Thank you for patiently waiting for something weaving related. My back is slowly improving and I'm able to do more, but that's the rub! I have to resist doing more and setting myself back. I'm happy to pass on vacuuming but I now seem up for other duties.

I have been asked by a friend to share my hemming techniques and so along with the final unveiling of the guest towels, there will be a step by step details of what I normally do when finishing off towels or runners.

Once the warp come off the loom, I fire up the serger. (If you don't have one, then a straight stitch on the sewing machine will do. Just adjust the stitch length so the warp ends are all caught and held in place)

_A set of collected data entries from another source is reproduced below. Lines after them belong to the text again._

/// Canonical form used for entity identity: lowercased, stripped of common
/// punctuation, whitespace collapsed to single spaces.
///
/// Two mentions refer to the same entity exactly when their normalized forms
/// are equal. Degenerate inputs (all punctuation) normalize to the empty
/// string and must be dropped by the caller.
pub fn normalize(name: &str) -> String {
    let lowered = name.to_lowercase();
    let stripped: String = lowered
        .chars()
        .filter(|c| !matches!(c, '.' | ',' | '!' | '?' | ';' | ':' | '\''))
        .collect();
    stripped.split_whitespace().collect::<Vec<_>>().join(" ")
}

/// Normalize a batch of raw names, dropping empties and keeping the first
/// occurrence of each canonical form in order.
pub fn normalize_all<I>(names: I) -> Vec<String>
where
    I: IntoIterator,
    I::Item: AsRef<str>,
{
    let mut seen = std::collections::HashSet::new();
    let mut out = Vec::new();
    for name in names {
        let normalized = normalize(name.as_ref());
        if !normalized.is_empty() && seen.insert(normalized.clone()) {
            out.push(normalized);
        }
    }
    out
}
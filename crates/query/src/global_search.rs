use std::sync::Arc;

use anyhow::Result;
use serde::{Deserialize, Serialize};
use tracing::debug;

use communities::CommunitySummary;
use llm::{Embedder, cosine_similarity};

use crate::Scored;

fn default_top_k() -> usize {
    5
}

#[derive(Debug, Clone, Serialize, Deserialize)]
pub struct GlobalSearchConfig {
    /// Maximum number of communities returned.
    #[serde(default = "default_top_k")]
    pub top_k: usize,
}

impl Default for GlobalSearchConfig {
    fn default() -> Self {
        Self {
            top_k: default_top_k(),
        }
    }
}

/// Community-focused retrieval. The query is compared to community
/// summaries rather than to individual chunks, and no similarity threshold
/// applies: with any communities present the best `top_k` always come
/// back, however weak the match.
pub struct GlobalSearch {
    embedder: Arc<dyn Embedder>,
    config: GlobalSearchConfig,
}

impl GlobalSearch {
    pub fn new(embedder: Arc<dyn Embedder>, config: GlobalSearchConfig) -> Self {
        Self { embedder, config }
    }

    /// Score communities by cosine similarity between the query and each
    /// summary text, sorted descending and truncated to `top_k`. Summary
    /// embeddings are recomputed per call; a caching embedder makes
    /// repeated queries cheap.
    pub async fn search_with_scores(
        &self,
        query: &str,
        summaries: &[CommunitySummary],
    ) -> Result<Vec<Scored>> {
        if summaries.is_empty() {
            return Ok(Vec::new());
        }

        let query_embedding = self.embedder.embed(query).await?;

        let mut results = Vec::with_capacity(summaries.len());
        for summary in summaries {
            let summary_embedding = self.embedder.embed(&summary.summary).await?;
            let score = cosine_similarity(&query_embedding, &summary_embedding);
            results.push(Scored::new(summary.community_id, score));
        }

        results.sort_by(|a, b| b.score.total_cmp(&a.score).then(a.id.cmp(&b.id)));
        results.truncate(self.config.top_k);

        debug!(
            communities = summaries.len(),
            returned = results.len(),
            "global search scored communities"
        );
        Ok(results)
    }
}
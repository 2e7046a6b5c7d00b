use anyhow::{Context, Result};
use std::path::{Path, PathBuf};
use tokio::fs;
use tracing::debug;
use walkdir::WalkDir;

const SUPPORTED_EXTENSIONS: &[&str] = &["txt", "md"];

pub struct FileReader;

impl FileReader {
    pub async fn read_file(path: &Path) -> Result<String> {
        let extension = path.extension().and_then(|e| e.to_str()).unwrap_or("");
        if !SUPPORTED_EXTENSIONS.contains(&extension) {
            anyhow::bail!("Unsupported file format: {}", path.display());
        }
        let content = fs::read_to_string(path)
            .await
            .context(format!("Failed to read file: {}", path.display()))?;
        Ok(content)
    }

    /// Collect supported files under `dir` recursively, sorted by file name
    /// so a corpus always ingests in the same order.
    pub fn list_files(dir: &Path) -> Result<Vec<PathBuf>> {
        let mut paths = Vec::new();
        for entry in WalkDir::new(dir).sort_by_file_name() {
            let entry =
                entry.context(format!("Failed to walk directory: {}", dir.display()))?;
            if !entry.file_type().is_file() {
                continue;
            }
            let path = entry.into_path();
            if let Some(ext) = path.extension().and_then(|e| e.to_str()) {
                if SUPPORTED_EXTENSIONS.contains(&ext) {
                    paths.push(path);
                }
            }
        }
        Ok(paths)
    }

    /// Read every supported file under `dir` and join them into one corpus.
    /// Files are separated by blank lines so sentence boundaries stay intact.
    pub async fn read_directory(dir: &Path) -> Result<String> {
        let paths = Self::list_files(dir)?;
        debug!(files = paths.len(), dir = %dir.display(), "reading corpus");

        let mut corpus = String::new();
        for path in &paths {
            let content = Self::read_file(path).await?;
            if !corpus.is_empty() {
                corpus.push_str("\n\n");
            }
            corpus.push_str(content.trim());
        }
        Ok(corpus)
    }

    /// Read a path that may be a single file or a directory of files.
    pub async fn read_path(path: &Path) -> Result<String> {
        if path.is_dir() {
            Self::read_directory(path).await
        } else {
            Self::read_file(path).await
        }
    }
}
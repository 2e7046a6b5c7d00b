use serde::{Deserialize, Serialize};

use crate::knowledge::KnowledgeGraph;
use crate::types::EntityNode;

/// Flattened, serializable view of a frozen graph for artifact files and
/// API payloads.
#[derive(Debug, Clone, Serialize, Deserialize)]
pub struct GraphExport {
    pub entities: Vec<EntityNode>,
    pub relations: Vec<RelationExport>,
}

/// One merged edge with its endpoint names spelled out.
#[derive(Debug, Clone, Serialize, Deserialize)]
pub struct RelationExport {
    pub source: String,
    pub target: String,
    pub weight: u32,
    pub relations: Vec<String>,
    pub source_chunk: usize,
}

impl GraphExport {
    pub fn from_graph(graph: &KnowledgeGraph) -> Self {
        let entities = graph.entities().cloned().collect();
        let relations = graph
            .edges()
            .map(|(source, target, edge)| RelationExport {
                source: source.to_string(),
                target: target.to_string(),
                weight: edge.weight,
                relations: edge.relations.iter().cloned().collect(),
                source_chunk: edge.source_chunk,
            })
            .collect();
        Self {
            entities,
            relations,
        }
    }
}

#[cfg(test)]
mod tests {
    use super::*;
    use crate::builder::GraphBuilder;
    use extract::RelationTriple;

    #[test]
    fn export_flattens_nodes_and_edges() {
        let mut builder = GraphBuilder::new();
        builder.add_chunk(
            0,
            &["ambedkar".to_string(), "constitution".to_string()],
            &[RelationTriple::new("ambedkar", "constitution", "drafted")],
        );
        let export = GraphExport::from_graph(&builder.finish());

        assert_eq!(export.entities.len(), 2);
        assert_eq!(export.entities[0].mentions, vec![0]);
        assert_eq!(export.relations.len(), 1);
        let edge = &export.relations[0];
        assert_eq!(
            (edge.source.as_str(), edge.target.as_str()),
            ("ambedkar", "constitution")
        );
        assert_eq!(edge.relations, vec!["drafted".to_string()]);
        assert_eq!(edge.weight, 1);
    }
}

In the picture above you can see the towel on the left with its white hem allowance, then there is a narrow stripe of my scrap yarn, followed by a very short section for samples. I was able to squeak out one more towel, so sampling was reduced to a brief showing  :)   It might be small but it is all you need!

Here they are all cut apart along with my four little mini samples. Next step involves the ironing board. So please excuse the nasty cover as I'm finding it difficult to get a replacement cover for the wider Rowenta board.
In addition to my Rowenta steam iron, I use a small slide ruler sold at fabric stores, straight pins. I firmly press the towel and then measure the hems at both ends to ensure they are the same length. I divide the depth of the hem by three and  make the first turn.

Then using full steam and a heavy hand, I press it *firmly*. I fold the second turn and ensure it carefully follows the bottom edge of the hem stitching and then *firmly* press again.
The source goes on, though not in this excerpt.